From first-half results, neither field figures to match last year’s totals. South Belridge production is 1.4 million barrels below output for a year ago. Midway-Sunset is down 1.1 million barrels.
In 1988, South Belridge produced 60.4 million barrels, down 3.2 million barrels from the all-time high of 63.6 million barrels the preceding year. Midway-Sunset produced a record 58.0 million barrels.
There is new work this week for Midway-Sunset in the form of seven development wells to be drilled by Exxon-owned Formax Oil Co., Oryx Energy Co., and Texaco.
Formax filed for four wells on Sec. 36, 32S-23E near Taft. Oryx filed for Globe Unit No. 7-420 and Exeter BAOC No. 654 on Sec. 15, 31S-22E in the North Midway sector. Texaco filed for Security-Midway No. 338 on the same section.
San Joaquin Valley Section of the Society of Petroleum Engineers will present another talk in its Distinguished Lecturer series at its Thursday, Oct. 26, dinner meeting at Maita’s Basque restaurant.
Hossein Kazemi will speak on “How to Waterflood a Fractured Reservoir Effectively,” examining methods for achieving a successful waterflood design in complex reservoirs.

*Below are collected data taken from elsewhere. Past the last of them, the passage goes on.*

//! Attachment store trait definition.
//!
//! The trait is the contract between the lifecycle manager and whatever
//! object store holds the images. It uses native `async fn` methods
//! (Edition 2024 RPITIT), so it is not object-safe: hold implementations
//! through generics, or through [`crate::AttachmentBackend`] when the choice
//! is made at runtime.

#![allow(async_fn_in_trait)]

use bytes::Bytes;

use crate::error::Result;

/// Key-addressed object store holding record attachments.
pub trait AttachmentStore: Send + Sync {
    /// Store `bytes` under a fresh key in `namespace` and return the public
    /// URL of the stored object.
    ///
    /// `filename` is only a hint for the key; uniqueness comes from a random
    /// token, so concurrent uploads never collide.
    ///
    /// # Errors
    ///
    /// Returns [`crate::AttachmentError::Unavailable`] on transport or
    /// authorization failure.
    async fn upload(
        &self,
        namespace: &str,
        bytes: Bytes,
        content_type: &str,
        filename: &str,
    ) -> Result<String>;

    /// Remove the object behind `url`.
    ///
    /// Deleting an object that is already gone succeeds.
    ///
    /// # Errors
    ///
    /// Returns [`crate::AttachmentError::ForeignUrl`] if `url` was not issued
    /// by this store, or [`crate::AttachmentError::Unavailable`] if the remote
    /// call fails.
    async fn delete(&self, url: &str) -> Result<()>;
}
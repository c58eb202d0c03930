use thiserror::Error;
use uuid::Uuid;

/// Storage-specific error types for the interview experience service.
///
/// These errors represent failures in database operations and in the
/// setup of the connection pool.
#[derive(Debug, Error)]
pub enum StorageError {
    /// Database connection or query execution failed
    #[error("Database error: {0}")]
    Database(#[from] sqlx::Error),

    /// Migration execution failed
    #[error("Migration error: {0}")]
    Migration(#[from] sqlx::migrate::MigrateError),

    /// No row with the given id exists
    #[error("Interview experience not found: {id}")]
    NotFound { id: Uuid },

    /// Configuration error
    #[error("Configuration error: {0}")]
    Configuration(String),
}

impl StorageError {
    /// Create a not-found error for `id`.
    pub fn not_found(id: Uuid) -> Self {
        Self::NotFound { id }
    }

    /// Whether the error means the row does not exist.
    pub fn is_not_found(&self) -> bool {
        matches!(self, Self::NotFound { .. })
    }
}

/// Specialized result type for storage operations
pub type StorageResult<T> = Result<T, StorageError>;
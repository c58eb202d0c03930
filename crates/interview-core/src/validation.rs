//! Input validation for interview experience requests.
//!
//! Validation is a pure function over the request fields and the optional
//! attachment. It never stops at the first problem: every violated field is
//! reported so a client can fix the whole form in one round trip.
//!
//! # Rules
//!
//! | Field | Rule |
//! |-------|------|
//! | `ownerName` | required, at most 100 characters |
//! | `ownerEmail` | required, valid email syntax, at most 150 characters |
//! | `title` | 3-100 characters |
//! | `content` | at least 10 characters |
//! | `companyTag` | required, at most 200 characters |
//! | `image` | optional; if present, an allowed image type and at most 5 MiB |
//!
//! Lengths are counted in characters, not bytes.
//!
//! # Examples
//!
//! ```
//! use interview_core::{Attachment, InterviewRequest, validate_request};
//!
//! let request = InterviewRequest::new(
//!     "Ada",
//!     "a@b.com",
//!     "OK",
//!     "Long enough content here",
//!     "acme",
//! );
//! let image = Attachment::new(b"hello".to_vec(), "text/plain");
//!
//! let errors = validate_request(&request, Some(&image)).unwrap_err();
//! assert!(errors.contains_field("title"));
//! assert!(errors.contains_field("image"));
//! assert_eq!(errors.len(), 2);
//! ```

use regex::Regex;
use serde::{Deserialize, Serialize};
use std::fmt;
use std::sync::LazyLock;

use crate::constants::*;
use crate::request::{Attachment, InterviewRequest};

/// Email syntax accepted for owners: `local@domain.tld`.
static EMAIL_PATTERN: LazyLock<Regex> = LazyLock::new(|| {
    Regex::new(
        r"^[A-Za-z0-9.!#$%&'*+/=?^_`{|}~-]+@[A-Za-z0-9](?:[A-Za-z0-9-]{0,61}[A-Za-z0-9])?(?:\.[A-Za-z0-9](?:[A-Za-z0-9-]{0,61}[A-Za-z0-9])?)+$",
    )
    .expect("email pattern is a valid regex")
});

/// A single violated constraint.
#[derive(Debug, Clone, PartialEq, Eq, Serialize, Deserialize)]
#[cfg_attr(feature = "openapi", derive(utoipa::ToSchema))]
pub struct Violation {
    /// Request field name, in the camelCase used by the API.
    pub field: String,

    /// Human-readable description of the constraint.
    pub message: String,
}

impl Violation {
    pub fn new(field: impl Into<String>, message: impl Into<String>) -> Self {
        Self {
            field: field.into(),
            message: message.into(),
        }
    }
}

impl fmt::Display for Violation {
    fn fmt(&self, f: &mut fmt::Formatter) -> fmt::Result {
        write!(f, "{}: {}", self.field, self.message)
    }
}

/// Every violation found in one request, in field order.
#[derive(Debug, Clone, Default, PartialEq, Eq, Serialize, Deserialize)]
#[cfg_attr(feature = "openapi", derive(utoipa::ToSchema))]
#[serde(transparent)]
pub struct ValidationErrors(Vec<Violation>);

impl ValidationErrors {
    #[must_use]
    pub fn is_empty(&self) -> bool {
        self.0.is_empty()
    }

    #[must_use]
    pub fn len(&self) -> usize {
        self.0.len()
    }

    pub fn iter(&self) -> impl Iterator<Item = &Violation> {
        self.0.iter()
    }

    /// Names of the violated fields.
    pub fn fields(&self) -> impl Iterator<Item = &str> {
        self.0.iter().map(|v| v.field.as_str())
    }

    #[must_use]
    pub fn contains_field(&self, field: &str) -> bool {
        self.fields().any(|f| f == field)
    }

    #[must_use]
    pub fn violations(&self) -> &[Violation] {
        &self.0
    }

    fn push(&mut self, field: &str, message: impl Into<String>) {
        self.0.push(Violation::new(field, message));
    }

    fn into_result(self) -> Result<(), ValidationErrors> {
        if self.is_empty() { Ok(()) } else { Err(self) }
    }
}

impl From<Vec<Violation>> for ValidationErrors {
    fn from(violations: Vec<Violation>) -> Self {
        Self(violations)
    }
}

impl fmt::Display for ValidationErrors {
    fn fmt(&self, f: &mut fmt::Formatter) -> fmt::Result {
        for (i, violation) in self.0.iter().enumerate() {
            if i > 0 {
                f.write_str("; ")?;
            }
            write!(f, "{violation}")?;
        }
        Ok(())
    }
}

impl std::error::Error for ValidationErrors {}

/// Check the request fields and the optional attachment.
///
/// An attachment with zero bytes is treated as absent.
///
/// # Errors
///
/// Returns every violation found, in field order.
pub fn validate_request(
    request: &InterviewRequest,
    attachment: Option<&Attachment>,
) -> Result<(), ValidationErrors> {
    let mut errors = ValidationErrors::default();

    check_owner_name(&request.owner_name, &mut errors);
    check_owner_email(&request.owner_email, &mut errors);
    check_title(&request.title, &mut errors);
    check_content(&request.content, &mut errors);
    check_company_tag(&request.company_tag, &mut errors);
    check_attachment(attachment, &mut errors);

    errors.into_result()
}

/// Check only the attachment.
///
/// # Errors
///
/// Returns the attachment violations, if any.
pub fn validate_attachment(attachment: Option<&Attachment>) -> Result<(), ValidationErrors> {
    let mut errors = ValidationErrors::default();
    check_attachment(attachment, &mut errors);
    errors.into_result()
}

/// Whether `email` has valid email syntax.
#[must_use]
pub fn is_valid_email(email: &str) -> bool {
    EMAIL_PATTERN.is_match(email)
}

/// Whether `content_type` is on the attachment allow-list (case-insensitive).
///
/// Parameters such as `; charset=...` are ignored.
#[must_use]
pub fn is_allowed_image_type(content_type: &str) -> bool {
    let essence = content_type.split(';').next().unwrap_or_default().trim();
    ALLOWED_IMAGE_TYPES
        .iter()
        .any(|allowed| allowed.eq_ignore_ascii_case(essence))
}

fn char_len(value: &str) -> usize {
    value.chars().count()
}

fn check_owner_name(owner_name: &str, errors: &mut ValidationErrors) {
    if owner_name.trim().is_empty() {
        errors.push("ownerName", "Owner name is required");
    } else if char_len(owner_name) > MAX_OWNER_NAME_LENGTH {
        errors.push(
            "ownerName",
            format!("Owner name must be at most {MAX_OWNER_NAME_LENGTH} characters"),
        );
    }
}

fn check_owner_email(owner_email: &str, errors: &mut ValidationErrors) {
    if owner_email.trim().is_empty() {
        errors.push("ownerEmail", "Owner email is required");
    } else if char_len(owner_email) > MAX_OWNER_EMAIL_LENGTH {
        errors.push(
            "ownerEmail",
            format!("Owner email must be at most {MAX_OWNER_EMAIL_LENGTH} characters"),
        );
    } else if !is_valid_email(owner_email) {
        errors.push("ownerEmail", "Invalid email format");
    }
}

fn check_title(title: &str, errors: &mut ValidationErrors) {
    if !(MIN_TITLE_LENGTH..=MAX_TITLE_LENGTH).contains(&char_len(title)) {
        errors.push(
            "title",
            format!(
                "Title must be between {MIN_TITLE_LENGTH} and {MAX_TITLE_LENGTH} characters"
            ),
        );
    }
}

fn check_content(content: &str, errors: &mut ValidationErrors) {
    if char_len(content) < MIN_CONTENT_LENGTH {
        errors.push(
            "content",
            format!("Content must be at least {MIN_CONTENT_LENGTH} characters long"),
        );
    }
}

fn check_company_tag(company_tag: &str, errors: &mut ValidationErrors) {
    if company_tag.trim().is_empty() {
        errors.push("companyTag", "Company tag is required");
    } else if char_len(company_tag) > MAX_COMPANY_TAG_LENGTH {
        errors.push(
            "companyTag",
            format!("Company tag must be at most {MAX_COMPANY_TAG_LENGTH} characters"),
        );
    }
}

fn check_attachment(attachment: Option<&Attachment>, errors: &mut ValidationErrors) {
    let Some(attachment) = attachment.filter(|a| !a.is_empty()) else {
        return;
    };

    if !is_allowed_image_type(attachment.content_type()) {
        errors.push(
            "image",
            "Invalid image type. Allowed types are JPG, JPEG, PNG, GIF and WebP.",
        );
    }

    if attachment.len() > MAX_ATTACHMENT_BYTES {
        errors.push(
            "image",
            format!(
                "Image must be at most {MAX_ATTACHMENT_BYTES} bytes (got {} bytes)",
                attachment.len()
            ),
        );
    }
}

#[cfg(test)]
mod tests {
    use super::*;
    use rstest::rstest;

    fn valid_request() -> InterviewRequest {
        InterviewRequest::new(
            "Ada Lovelace",
            "a@b.com",
            "Backend round",
            "Twenty characters!!!",
            "acme",
        )
    }

    #[test]
    fn test_valid_request_passes() {
        assert!(validate_request(&valid_request(), None).is_ok());
    }

    #[test]
    fn test_two_character_title_rejected() {
        let mut request = valid_request();
        request.title = "ab".to_string();

        let errors = validate_request(&request, None).unwrap_err();
        assert_eq!(errors.len(), 1);
        assert!(errors.contains_field("title"));
    }

    #[rstest]
    #[case(3, true)]
    #[case(100, true)]
    #[case(2, false)]
    #[case(101, false)]
    fn test_title_bounds(#[case] len: usize, #[case] ok: bool) {
        let mut request = valid_request();
        request.title = "t".repeat(len);
        assert_eq!(validate_request(&request, None).is_ok(), ok);
    }

    #[test]
    fn test_title_counts_characters_not_bytes() {
        let mut request = valid_request();
        request.title = "ção".to_string(); // 3 chars, 5 bytes
        assert!(validate_request(&request, None).is_ok());

        request.title = "é".repeat(100); // 100 chars, 200 bytes
        assert!(validate_request(&request, None).is_ok());
    }

    #[rstest]
    #[case("0123456789", true)]
    #[case("012345678", false)]
    #[case("", false)]
    fn test_content_minimum(#[case] content: &str, #[case] ok: bool) {
        let mut request = valid_request();
        request.content = content.to_string();
        assert_eq!(validate_request(&request, None).is_ok(), ok);
    }

    #[rstest]
    #[case("a@b.com")]
    #[case("first.last+tag@sub.example.co")]
    #[case("o'reilly@example.org")]
    fn test_email_valid(#[case] email: &str) {
        assert!(is_valid_email(email));
    }

    #[rstest]
    #[case("plainaddress")]
    #[case("@example.com")]
    #[case("user@")]
    #[case("user@localhost")]
    #[case("user name@example.com")]
    #[case("user@exa mple.com")]
    #[case("user@-example.com")]
    fn test_email_invalid(#[case] email: &str) {
        assert!(!is_valid_email(email));
    }

    #[rstest]
    #[case("image/jpeg")]
    #[case("image/jpg")]
    #[case("image/png")]
    #[case("image/gif")]
    #[case("image/webp")]
    #[case("IMAGE/PNG")]
    #[case("image/png; charset=binary")]
    fn test_allowed_image_types(#[case] content_type: &str) {
        assert!(is_allowed_image_type(content_type));
    }

    #[rstest]
    #[case("text/plain")]
    #[case("image/svg+xml")]
    #[case("application/pdf")]
    #[case("")]
    fn test_rejected_image_types(#[case] content_type: &str) {
        assert!(!is_allowed_image_type(content_type));
    }

    #[test]
    fn test_text_plain_attachment_rejected() {
        let attachment = Attachment::new(b"not an image".to_vec(), "text/plain");
        let errors = validate_request(&valid_request(), Some(&attachment)).unwrap_err();
        assert_eq!(errors.fields().collect::<Vec<_>>(), vec!["image"]);
    }

    #[test]
    fn test_missing_content_type_rejected() {
        let attachment = Attachment {
            bytes: bytes::Bytes::from_static(b"\x89PNG"),
            content_type: None,
            filename: Some("logo.png".to_string()),
        };
        assert!(validate_attachment(Some(&attachment)).is_err());
    }

    #[test]
    fn test_empty_attachment_always_valid() {
        let attachment = Attachment::new(Vec::<u8>::new(), "text/plain");
        assert!(validate_request(&valid_request(), Some(&attachment)).is_ok());
    }

    #[test]
    fn test_oversized_attachment_rejected() {
        let attachment = Attachment::new(vec![0u8; MAX_ATTACHMENT_BYTES + 1], "image/png");
        let errors = validate_attachment(Some(&attachment)).unwrap_err();
        assert!(errors.contains_field("image"));
    }

    #[test]
    fn test_all_violations_reported() {
        let request = InterviewRequest::new("", "not-an-email", "ab", "short", " ");
        let attachment = Attachment::new(b"text".to_vec(), "text/plain");

        let errors = validate_request(&request, Some(&attachment)).unwrap_err();
        assert_eq!(
            errors.fields().collect::<Vec<_>>(),
            vec!["ownerName", "ownerEmail", "title", "content", "companyTag", "image"]
        );
    }

    #[test]
    fn test_missing_email_reports_required() {
        let mut request = valid_request();
        request.owner_email = String::new();

        let errors = validate_request(&request, None).unwrap_err();
        assert_eq!(errors.violations()[0].message, "Owner email is required");
    }

    #[test]
    fn test_display_joins_violations() {
        let errors = ValidationErrors::from(vec![
            Violation::new("title", "too short"),
            Violation::new("content", "too short"),
        ]);
        assert_eq!(errors.to_string(), "title: too short; content: too short");
    }

    #[test]
    fn test_errors_serialize_as_list() {
        let errors = ValidationErrors::from(vec![Violation::new("title", "too short")]);
        let json = serde_json::to_value(&errors).unwrap();
        assert_eq!(json[0]["field"], "title");
        assert_eq!(json[0]["message"], "too short");
    }
}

Kazemi is associate director of production technology at Marathon’s E&P Technology facility in Littleton, Colo.
Social hour is at 6 p.m., dinner at 7 and program at 8. For dinner reservations at $15 per person, call Lorrie Moore, 834-6382. Steve Moore, program chairman, said those who would like to arrive at 8 to hear the program only are welcome. Reservations are not required.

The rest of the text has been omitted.